She’s so alive, your sister. So alive and fast and loud and vigorous and thoughtful and funny and here. She grabs every bit of attention in a room for her own, claims us with clutching hands and smiles and, more and more, words.

She spent the weekend running in and out of the wading pool in the yard, saying “Splashing, splashing, splashing” as she splashed away. Today in the car, she said “Hat. Frog,” and then put her hat on her toy frog. I know I’m besotted, but I’m afraid she’s awfully clever, Teddy. I worry sometimes about whether or not we’ll be able to keep up with her clever little brain.

She runs, all the time, and she yells when she runs, which is something of a blessing because it makes it easier to chase her without making wrong turns.

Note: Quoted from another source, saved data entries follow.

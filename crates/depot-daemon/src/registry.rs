//! Lock registry: one [`FileLock`] per file name
//!
//! Lookups go through a sharded concurrent map and never take the
//! registry-wide mutex. Only a miss does: the creation mutex is taken, the map
//! is checked again (another session may have just inserted), and the lock is
//! created if still absent. Two sessions resolving the same new name always
//! end up sharing one lock.
//!
//! Entries are pruned according to [`Eviction`]. An entry is removed only
//! while the registry holds the sole reference to its lock, and removal runs
//! under the creation mutex, so a name never has two live locks.

use std::sync::Arc;

use dashmap::DashMap;
use parking_lot::Mutex;
use tracing::debug;

use depot_core::{Eviction, LockConfig};

use crate::lock::{FileLock, LockStatus};

/// Shared map of name → lock, owned by the server and handed to every session
pub struct LockRegistry {
    entries: DashMap<String, Arc<FileLock>>,
    create: Mutex<()>,
    config: LockConfig,
}

impl LockRegistry {
    pub fn new(config: LockConfig) -> Self {
        Self {
            entries: DashMap::new(),
            create: Mutex::new(()),
            config,
        }
    }

    /// Get the lock for `name`, creating it on first use
    pub fn resolve(&self, name: &str) -> Arc<FileLock> {
        if let Some(lock) = self.entries.get(name) {
            return Arc::clone(lock.value());
        }

        let _create = self.create.lock();
        if let Some(lock) = self.entries.get(name) {
            return Arc::clone(lock.value());
        }

        let lock = Arc::new(FileLock::new(name, self.config.fairness));
        self.entries.insert(name.to_string(), Arc::clone(&lock));
        debug!(name, entries = self.entries.len(), "lock entry created");
        lock
    }

    /// Drop the entry for `name` if nobody references its lock.
    ///
    /// No-op under [`Eviction::Retain`]. Returns whether an entry was removed.
    pub fn evict_if_idle(&self, name: &str) -> bool {
        if self.config.eviction == Eviction::Retain {
            return false;
        }

        let _create = self.create.lock();
        let removed = self
            .entries
            .remove_if(name, |_, lock| Arc::strong_count(lock) == 1)
            .is_some();
        if removed {
            debug!(name, "lock entry evicted");
        }
        removed
    }

    /// Drop every entry nobody references. Returns how many were removed.
    pub fn prune(&self) -> usize {
        if self.config.eviction == Eviction::Retain {
            return 0;
        }

        let _create = self.create.lock();
        let before = self.entries.len();
        self.entries.retain(|_, lock| Arc::strong_count(lock) > 1);
        let removed = before.saturating_sub(self.entries.len());
        if removed > 0 {
            debug!(removed, remaining = self.entries.len(), "pruned idle lock entries");
        }
        removed
    }

    /// Status of the lock for `name` without creating an entry
    pub fn status(&self, name: &str) -> LockStatus {
        self.entries
            .get(name)
            .map(|lock| lock.status())
            .unwrap_or(LockStatus::Unlocked)
    }

    pub fn contains(&self, name: &str) -> bool {
        self.entries.contains_key(name)
    }

    pub fn len(&self) -> usize {
        self.entries.len()
    }

    pub fn is_empty(&self) -> bool {
        self.entries.is_empty()
    }

    pub fn config(&self) -> &LockConfig {
        &self.config
    }
}

impl Default for LockRegistry {
    fn default() -> Self {
        Self::new(LockConfig::default())
    }
}

#[cfg(test)]
mod tests {
    use super::*;
    use std::sync::Barrier;
    use std::thread;

    fn retaining() -> LockRegistry {
        LockRegistry::new(LockConfig {
            eviction: Eviction::Retain,
            ..LockConfig::default()
        })
    }

    #[test]
    fn test_same_name_same_lock() {
        let registry = LockRegistry::default();
        let a = registry.resolve("report.pdf");
        let b = registry.resolve("report.pdf");
        let c = registry.resolve("other.pdf");

        assert!(Arc::ptr_eq(&a, &b));
        assert!(!Arc::ptr_eq(&a, &c));
        assert_eq!(registry.len(), 2);
    }

    #[test]
    fn test_concurrent_first_lookup_creates_one_lock() {
        let registry = Arc::new(LockRegistry::default());
        let barrier = Arc::new(Barrier::new(16));

        let handles: Vec<_> = (0..16)
            .map(|_| {
                let registry = Arc::clone(&registry);
                let barrier = Arc::clone(&barrier);
                thread::spawn(move || {
                    barrier.wait();
                    registry.resolve("contended.bin")
                })
            })
            .collect();

        let locks: Vec<_> = handles.into_iter().map(|h| h.join().unwrap()).collect();
        assert!(locks.iter().all(|l| Arc::ptr_eq(l, &locks[0])));
        assert_eq!(registry.len(), 1);
    }

    #[test]
    fn test_evict_only_when_unreferenced() {
        let registry = LockRegistry::default();
        let held = registry.resolve("busy.txt");

        assert!(!registry.evict_if_idle("busy.txt"));
        assert!(registry.contains("busy.txt"));

        drop(held);
        assert!(registry.evict_if_idle("busy.txt"));
        assert!(!registry.contains("busy.txt"));
        assert!(!registry.evict_if_idle("busy.txt"));
    }

    #[test]
    fn test_prune_keeps_referenced_entries() {
        let registry = LockRegistry::default();
        let kept = registry.resolve("a");
        registry.resolve("b");
        registry.resolve("c");

        assert_eq!(registry.prune(), 2);
        assert_eq!(registry.len(), 1);

        // The surviving entry is still the lock the holder has
        assert!(Arc::ptr_eq(&kept, &registry.resolve("a")));
    }

    #[test]
    fn test_retain_policy_never_evicts() {
        let registry = retaining();
        registry.resolve("a");
        registry.resolve("b");

        assert!(!registry.evict_if_idle("a"));
        assert_eq!(registry.prune(), 0);
        assert_eq!(registry.len(), 2);
    }

    #[tokio::test]
    async fn test_status_through_registry() {
        let registry = LockRegistry::default();
        assert_eq!(registry.status("x"), LockStatus::Unlocked);
        assert!(!registry.contains("x"));

        let lock = registry.resolve("x");
        let guard = lock.write().await;
        assert_eq!(registry.status("x"), LockStatus::Exclusive);

        // Held guard keeps the entry alive
        assert_eq!(registry.prune(), 0);
        drop(guard);
        drop(lock);
        assert_eq!(registry.prune(), 1);
    }
}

She still wears your Cubs hat. It’s so small that it nearly pops off her head, but your daddy can’t help but to keep putting it on.

It’s August, darling boy. It’s August, and I don’t know how I can be so grateful and so angry all at the same time.

You should be here.

You should be here, damn it.

You should fucking be here fucking, fucking damn it.

Well, I think August will help me progress in my use of profanity.

I cannot let you go, it seems. Do you want me to? I hope not. I hope you stay close, sometimes, even though I cannot feel you around. I like to think of Dot being alone and bored some August afternoon years from now, like to think of her wishing for someone to talk to about the ladybug she found in the flower bed, and then hearing a voice – your voice – saying, “I like ladybugs, too” (though I expect you’d say something much more meaningful and clever, really). And then, out of the ether, out of nowhere, out from behind the wind, you will take her hand and she will take yours, and you’ll spend the summer afternoons together. And maybe I would hear her laughing as I washed dishes or put together dinner and somehow I’d just know your laughter was mixed up in hers. I’d like that.

But that is my daydreaming, my fantasizing mind. It keeps trying to find ways to hold onto you.

It keeps stumbling over the fact of your death. Your death is an awfully big thing for your poor mother’s mind to get around, little huckleberry. My mind isn’t big enough, or strong enough, or clever enough. My mind, like the rest of me, just wants you back.

I am grateful for every screech, shriek, splash, yell, giggle, snore, and word that your sister makes. Fiercely grateful, fearfully grateful. But it’s so strange – isn’t it? – that it comes so easily to her, this being alive business.  It looks so easy and natural, and even while I revel in that, I can’t help but to think of how hard it was for you for even those few hours. I hate that it was so hard for you to be alive.

In August, I feel so far from acceptance. How could it have been so hard for you? How can you be gone? Why can’t you come back? Why can’t I find you and bring you back?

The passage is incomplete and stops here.